I’m wide awake and sat at a desk, typing away. My body is confused. To my sack of flesh and bones, it’s 9.35am – a time where generally I’d be up and at ’em. Halfway through a gym set, or working in Costa. But no, it’s definitely 4.34am and I can’t sleep. However, it’s not all bad news – I’m sat in a very nice hotel in New York. So, well – it could be worse!
Our flight was at 4pm yesterday, and we had a real nightmare of a journey around the M25. There had been a big accident – it was at a point where we couldn’t really divert, and would just have to wait it out. Google Maps and Waze were both updating with ETAs that would make timings VERY tight. Miss A was in a panic which was very unusual as I’m the one that panics when time isn’t on our side. I hate being late, it makes me feel so sick inside. However, for some reason I was strangely zen about it. To see her so full of anguish wasn’t very nice. I’m not the best in a crisis, I reassured her that all would be well. I must admit, with the timings on Google Maps being so pessimistic I was feeling dread too. I didn’t want to be ‘that guy’ running to the gate, shouting at staff to let us on.
Thankfully the navigation software started to calm down, along with the ETA. The accident had caused delays and we got stuck in traffic, however nothing hideous, it was clearing as we went past.
We got to the airport with enough time to have a bite to eat, and not feel rushed. Once we’d boarded the plane, the prosecco was a welcome treat. I probably had more than I should. There was a baby a few rows ahead, crying a lot.
I’ve not really done masses of flying in my life, we never went abroad on holiday (aside from a few day trips to France). I do enjoy it more with each flight, I never really like take offs and landings, those are the elements where I feel it could go VERY wrong. I suppose anything in the flight could go wrong, but those parts just FEEL so much worse. Sitting still for 8 hours isn’t particularly fun though – I am terrible at relaxing, and doing nothing. However I do try and embrace it – I’d downloaded Westworld to watch. I thought I’d sleep, and because Virgin serve two meals – that would all kill time. It really did. The time literally FLEW.

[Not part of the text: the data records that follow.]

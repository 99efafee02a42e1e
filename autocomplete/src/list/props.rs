//! Configuration handed to the virtual list on every render.

use std::fmt;
use std::str::FromStr;
use std::sync::Arc;

use serde::Deserialize;

use crate::element::Element;
use crate::error::Error;
use crate::types::Style;

/// Extra list options, forwarded verbatim and never interpreted by the widget.
pub type ListOptions = serde_json::Map<String, serde_json::Value>;

/// Item passed to a [`RenderItemFn`].
#[derive(Debug)]
pub struct ItemInfo<'a, T> {
    pub item: &'a T,
    pub index: usize,
}

/// Distance information passed to an [`OnEndReachedFn`].
#[derive(Debug, Clone, Copy, PartialEq, Eq)]
pub struct EndReached {
    /// Rows between the bottom of the viewport and the end of the content.
    pub distance_from_end: usize,
}

pub type RenderItemFn<T> = Arc<dyn Fn(ItemInfo<'_, T>) -> Element + Send + Sync>;
pub type KeyExtractorFn<T> = Arc<dyn Fn(&T, usize) -> String + Send + Sync>;
/// Renders the separator after the item at the given index.
pub type RenderSeparatorFn = Arc<dyn Fn(usize) -> Element + Send + Sync>;
pub type OnEndReachedFn = Arc<dyn Fn(EndReached) + Send + Sync>;

/// Wrap a closure as a [`RenderItemFn`].
pub fn item_renderer<T, F>(render: F) -> RenderItemFn<T>
where
    F: Fn(ItemInfo<'_, T>) -> Element + Send + Sync + 'static,
{
    Arc::new(render)
}

/// Default end-reached threshold, in viewport lengths.
pub const DEFAULT_END_REACHED_THRESHOLD: f32 = 2.0;

/// Whether taps on the list keep the keyboard (and the input's focus).
#[derive(Debug, Clone, Copy, PartialEq, Eq, Default, Deserialize)]
#[serde(try_from = "PersistTapsRepr")]
pub enum KeyboardShouldPersistTaps {
    #[default]
    Always,
    Never,
    Handled,
}

impl KeyboardShouldPersistTaps {
    pub fn as_str(&self) -> &'static str {
        match self {
            Self::Always => "always",
            Self::Never => "never",
            Self::Handled => "handled",
        }
    }
}

impl fmt::Display for KeyboardShouldPersistTaps {
    fn fmt(&self, f: &mut fmt::Formatter<'_>) -> fmt::Result {
        f.write_str(self.as_str())
    }
}

impl FromStr for KeyboardShouldPersistTaps {
    type Err = Error;

    fn from_str(s: &str) -> Result<Self, Self::Err> {
        match s.trim().to_ascii_lowercase().as_str() {
            "always" | "true" => Ok(Self::Always),
            "never" | "false" => Ok(Self::Never),
            "handled" => Ok(Self::Handled),
            _ => Err(Error::InvalidPersistTaps(s.to_string())),
        }
    }
}

impl From<bool> for KeyboardShouldPersistTaps {
    fn from(persist: bool) -> Self {
        if persist { Self::Always } else { Self::Never }
    }
}

/// Accepted config shapes: a bool or one of the names.
#[derive(Deserialize)]
#[serde(untagged)]
enum PersistTapsRepr {
    Flag(bool),
    Name(String),
}

impl TryFrom<PersistTapsRepr> for KeyboardShouldPersistTaps {
    type Error = Error;

    fn try_from(repr: PersistTapsRepr) -> Result<Self, Self::Error> {
        match repr {
            PersistTapsRepr::Flag(flag) => Ok(flag.into()),
            PersistTapsRepr::Name(name) => name.parse(),
        }
    }
}

/// Everything the list needs for one render pass.
pub struct ListProps<'a, T> {
    pub render_item: &'a RenderItemFn<T>,
    pub key_extractor: Option<&'a KeyExtractorFn<T>>,
    pub render_separator: Option<&'a RenderSeparatorFn>,
    pub on_end_reached: Option<&'a OnEndReachedFn>,
    pub on_end_reached_threshold: Option<f32>,
    pub keyboard_should_persist_taps: KeyboardShouldPersistTaps,
    pub style: Style,
    pub options: &'a ListOptions,
}
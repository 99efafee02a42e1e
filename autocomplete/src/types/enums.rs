use serde::Deserialize;

/// Layout positioning. Absolute elements are placed by `left`/`right`.
#[derive(Debug, Clone, Copy, PartialEq, Eq, Default, Deserialize)]
#[serde(rename_all = "lowercase")]
pub enum Position {
    #[default]
    Relative,
    Absolute,
}

/// Border line drawing.
#[derive(Debug, Clone, Copy, PartialEq, Eq, Default, Deserialize)]
#[serde(rename_all = "lowercase")]
pub enum Border {
    #[default]
    None,
    Single,
    Double,
    Rounded,
    Thick,
}

/// Text attributes.
#[derive(Debug, Clone, Copy, PartialEq, Eq, Default, Deserialize)]
#[serde(default)]
pub struct TextStyle {
    pub bold: bool,
    pub italic: bool,
    pub underline: bool,
    pub dim: bool,
}

impl TextStyle {
    pub const fn new() -> Self {
        Self {
            bold: false,
            italic: false,
            underline: false,
            dim: false,
        }
    }

    pub const fn bold(self) -> Self {
        Self { bold: true, ..self }
    }

    pub const fn dim(self) -> Self {
        Self { dim: true, ..self }
    }
}
//! Text-input primitive.
//!
//! [`TextInput`] is the seam the autocomplete widget's input proxy talks to.
//! [`LineInput`] is the built-in single-line implementation used by the
//! default input renderer.

use std::fmt;

use crate::element::{Element, InputView};
use crate::event::{Key, Modifiers};
use crate::types::Style;

/// Options understood by a text input.
///
/// These are forwarded untouched from the widget props, except `style` which
/// the default renderer layers over the platform input style.
#[derive(Debug, Clone)]
pub struct TextInputProps {
    /// Initial text, applied when the input is first mounted.
    pub default_value: String,
    pub placeholder: Option<String>,
    pub editable: bool,
    pub mask: Option<char>,
    /// Focus the input as soon as it is mounted.
    pub auto_focus: bool,
    /// Maximum number of characters.
    pub max_length: Option<usize>,
    pub style: Option<Style>,
}

impl Default for TextInputProps {
    fn default() -> Self {
        Self {
            default_value: String::new(),
            placeholder: None,
            editable: true,
            mask: None,
            auto_focus: false,
            max_length: None,
            style: None,
        }
    }
}

/// Outcome of a key press on a text input.
#[derive(Debug, Clone, Copy, PartialEq, Eq)]
pub enum TextEditResult {
    Changed,
    /// Enter.
    Submitted,
    /// Consumed without touching the text: cursor moves, selection.
    Handled,
    /// Not an editing key; the host may use it.
    Ignored,
}

/// A mounted text-input instance.
pub trait TextInput: Send + fmt::Debug {
    fn focus(&mut self);

    fn blur(&mut self);

    fn is_focused(&self) -> bool;

    /// Current text.
    fn value(&self) -> &str;

    /// Replace the text, placing the cursor at the end.
    fn set_value(&mut self, value: &str);

    /// Process a key press.
    fn handle_key(&mut self, key: Key, modifiers: Modifiers) -> TextEditResult;

    /// Apply the latest props and build the element for this frame.
    fn render(&mut self, props: &TextInputProps) -> Element;
}

/// Single-line text input with cursor and selection.
///
/// Cursor and anchor are character indices, not byte offsets.
#[derive(Debug, Clone, Default)]
pub struct LineInput {
    text: String,
    cursor: usize,
    /// Fixed end of the selection; the cursor is the moving end.
    anchor: Option<usize>,
    focused: bool,
    read_only: bool,
    max_length: Option<usize>,
}

/// What a key press asks the input to do.
#[derive(Debug, Clone, Copy)]
enum Edit {
    Insert(char),
    EraseBack,
    EraseForward,
    Step { forward: bool, extend: bool },
    Jump { to_end: bool, extend: bool },
    SelectAll,
    Submit,
}

impl Edit {
    fn from_key(key: Key, modifiers: Modifiers) -> Option<Self> {
        let plain = modifiers.none();
        let extend = modifiers.shift;
        let edit = match key {
            Key::Char('a') if modifiers.ctrl => Self::SelectAll,
            Key::Char(c) if !modifiers.ctrl && !modifiers.alt => Self::Insert(c),
            Key::Backspace if plain => Self::EraseBack,
            Key::Delete if plain => Self::EraseForward,
            Key::Left | Key::Right if !modifiers.ctrl => Self::Step {
                forward: key == Key::Right,
                extend,
            },
            Key::Home | Key::End if !modifiers.ctrl => Self::Jump {
                to_end: key == Key::End,
                extend,
            },
            Key::Enter => Self::Submit,
            _ => return None,
        };
        Some(edit)
    }
}

impl LineInput {
    pub fn new(text: impl Into<String>) -> Self {
        let mut input = Self::default();
        input.replace_text(text.into());
        input
    }

    pub fn cursor(&self) -> usize {
        self.cursor
    }

    /// Selected range, start first. `None` when nothing is selected.
    pub fn selection(&self) -> Option<(usize, usize)> {
        let anchor = self.anchor?;
        match anchor.cmp(&self.cursor) {
            std::cmp::Ordering::Less => Some((anchor, self.cursor)),
            std::cmp::Ordering::Greater => Some((self.cursor, anchor)),
            std::cmp::Ordering::Equal => None,
        }
    }

    pub fn has_selection(&self) -> bool {
        self.selection().is_some()
    }

    pub fn select_all(&mut self) {
        if !self.text.is_empty() {
            self.anchor = Some(0);
            self.cursor = self.len();
        }
    }

    fn len(&self) -> usize {
        self.text.chars().count()
    }

    fn replace_text(&mut self, text: String) {
        self.text = text;
        self.cursor = self.len();
        self.anchor = None;
    }

    /// Remove the characters in `start..end`, leaving the cursor at `start`.
    fn erase(&mut self, start: usize, end: usize) {
        let range = byte_offset(&self.text, start)..byte_offset(&self.text, end);
        self.text.replace_range(range, "");
        self.cursor = start;
        self.anchor = None;
    }

    fn erase_selection(&mut self) -> bool {
        match self.selection() {
            Some((start, end)) => {
                self.erase(start, end);
                true
            }
            None => false,
        }
    }

    fn insert(&mut self, c: char) -> bool {
        let replaced = self.erase_selection();
        if self.max_length.is_some_and(|max| self.len() >= max) {
            return replaced;
        }
        let at = byte_offset(&self.text, self.cursor);
        self.text.insert(at, c);
        self.cursor += 1;
        true
    }

    fn erase_back(&mut self) -> bool {
        if self.erase_selection() {
            return true;
        }
        if self.cursor == 0 {
            return false;
        }
        self.erase(self.cursor - 1, self.cursor);
        true
    }

    fn erase_forward(&mut self) -> bool {
        if self.erase_selection() {
            return true;
        }
        if self.cursor >= self.len() {
            return false;
        }
        let cursor = self.cursor;
        self.erase(cursor, cursor + 1);
        true
    }

    fn place_cursor(&mut self, target: usize, extend: bool) {
        if !extend {
            self.anchor = None;
        } else if self.anchor.is_none() {
            self.anchor = Some(self.cursor);
        }
        self.cursor = target.min(self.len());
    }

    fn step(&mut self, forward: bool, extend: bool) {
        // Collapsing a selection lands on its edge.
        if !extend && let Some((start, end)) = self.selection() {
            self.cursor = if forward { end } else { start };
            self.anchor = None;
            return;
        }
        let target = if forward {
            self.cursor + 1
        } else {
            self.cursor.saturating_sub(1)
        };
        self.place_cursor(target, extend);
    }

    fn apply(&mut self, edit: Edit) -> TextEditResult {
        let changed = match edit {
            Edit::Insert(c) => self.insert(c),
            Edit::EraseBack => self.erase_back(),
            Edit::EraseForward => self.erase_forward(),
            Edit::Step { forward, extend } => {
                self.step(forward, extend);
                false
            }
            Edit::Jump { to_end, extend } => {
                let target = if to_end { self.len() } else { 0 };
                self.place_cursor(target, extend);
                false
            }
            Edit::SelectAll => {
                self.select_all();
                false
            }
            Edit::Submit => return TextEditResult::Submitted,
        };
        if changed {
            TextEditResult::Changed
        } else {
            TextEditResult::Handled
        }
    }
}

impl TextInput for LineInput {
    fn focus(&mut self) {
        self.focused = true;
    }

    fn blur(&mut self) {
        self.focused = false;
        self.anchor = None;
    }

    fn is_focused(&self) -> bool {
        self.focused
    }

    fn value(&self) -> &str {
        &self.text
    }

    fn set_value(&mut self, value: &str) {
        self.replace_text(value.to_string());
    }

    fn handle_key(&mut self, key: Key, modifiers: Modifiers) -> TextEditResult {
        if self.read_only {
            return TextEditResult::Ignored;
        }
        match Edit::from_key(key, modifiers) {
            Some(edit) => self.apply(edit),
            None => TextEditResult::Ignored,
        }
    }

    fn render(&mut self, props: &TextInputProps) -> Element {
        self.read_only = !props.editable;
        self.max_length = props.max_length;

        let view = InputView {
            value: self.text.clone(),
            cursor: self.cursor,
            selection: self.selection(),
            placeholder: props.placeholder.clone(),
            focused: self.focused,
            mask: props.mask,
        };
        Element::input(view)
            .disabled(!props.editable)
            .style(props.style.clone().unwrap_or_default())
    }
}

/// Byte offset of the `index`th character, or the length past the end.
fn byte_offset(s: &str, index: usize) -> usize {
    s.char_indices().nth(index).map_or(s.len(), |(at, _)| at)
}
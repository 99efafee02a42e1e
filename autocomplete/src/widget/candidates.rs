use std::fmt;
use std::ops::Deref;
use std::sync::Arc;

/// Shared, immutable candidate sequence.
///
/// Cloning is cheap and keeps the identity. Two values are [`same`] only when
/// they share the allocation, so building a new `Candidates` from equal items
/// still counts as a change.
///
/// [`same`]: Candidates::same
pub struct Candidates<T>(Arc<[T]>);

impl<T> Candidates<T> {
    pub fn new(items: Vec<T>) -> Self {
        Self(items.into())
    }

    pub fn empty() -> Self {
        Self::new(Vec::new())
    }

    /// Identity comparison.
    pub fn same(&self, other: &Candidates<T>) -> bool {
        Arc::ptr_eq(&self.0, &other.0)
    }

    pub fn as_slice(&self) -> &[T] {
        &self.0
    }
}

impl<T> Clone for Candidates<T> {
    fn clone(&self) -> Self {
        Self(Arc::clone(&self.0))
    }
}

impl<T> Default for Candidates<T> {
    fn default() -> Self {
        Self::empty()
    }
}

impl<T> Deref for Candidates<T> {
    type Target = [T];

    fn deref(&self) -> &[T] {
        &self.0
    }
}

impl<T> From<Vec<T>> for Candidates<T> {
    fn from(items: Vec<T>) -> Self {
        Self::new(items)
    }
}

impl<T> From<Arc<[T]>> for Candidates<T> {
    fn from(items: Arc<[T]>) -> Self {
        Self(items)
    }
}

impl<T> FromIterator<T> for Candidates<T> {
    fn from_iter<I: IntoIterator<Item = T>>(iter: I) -> Self {
        Self(iter.into_iter().collect())
    }
}

impl<T: fmt::Debug> fmt::Debug for Candidates<T> {
    fn fmt(&self, f: &mut fmt::Formatter<'_>) -> fmt::Result {
        f.debug_list().entries(self.0.iter()).finish()
    }
}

We landed ahead of schedule, and joined a VERY long security queue. The US Immigration folk take their jobs VERY seriously. From the people who tell you where to queue, to the officers looking over your passport. It’s a very solemn and official procedure. I’m aware that it’s a job that has to be taken seriously, however the people you meet in the US are very warm and friendly. These guys – not so much. After about an hour we’d cleared and were collecting our bags. Miss A had arranged a very nice car to meet us at arrivals. I don’t mind a yellow taxi, however this was a lovely surprise. New York traffic is INSANE and makes London driving look like a very well mannered and stress free affair. I was happy to let our driver take the strain while I searched through several hours of missed Facebook and Twitter.
It was 9pm New York time when we got the hotel. I’d got my second wind by then, and my body felt as it would at 9pm at home. We grabbed a few supplies from a nearby shop, unpacked, and went to sleep around 11pm. I thought I may have escaped the dreaded jet lag.. The mere fact I’m typing this now proves otherwise. Never mind! Today, I’m not sure what we’re going to do – there isn’t much planned for the entire holiday. I think there is a bar that is the ‘Home of West Ham in New York’ so we’ll probably go there for the match later.. But for now, I’m going to finish setting up the Nokia 8 that Nokia sent to me yesterday morning. I’d managed to get all my apps transferred, but didn’t move WhatsApp etc over. I feel like I should TRY and sleep. However, that’s not going to happen.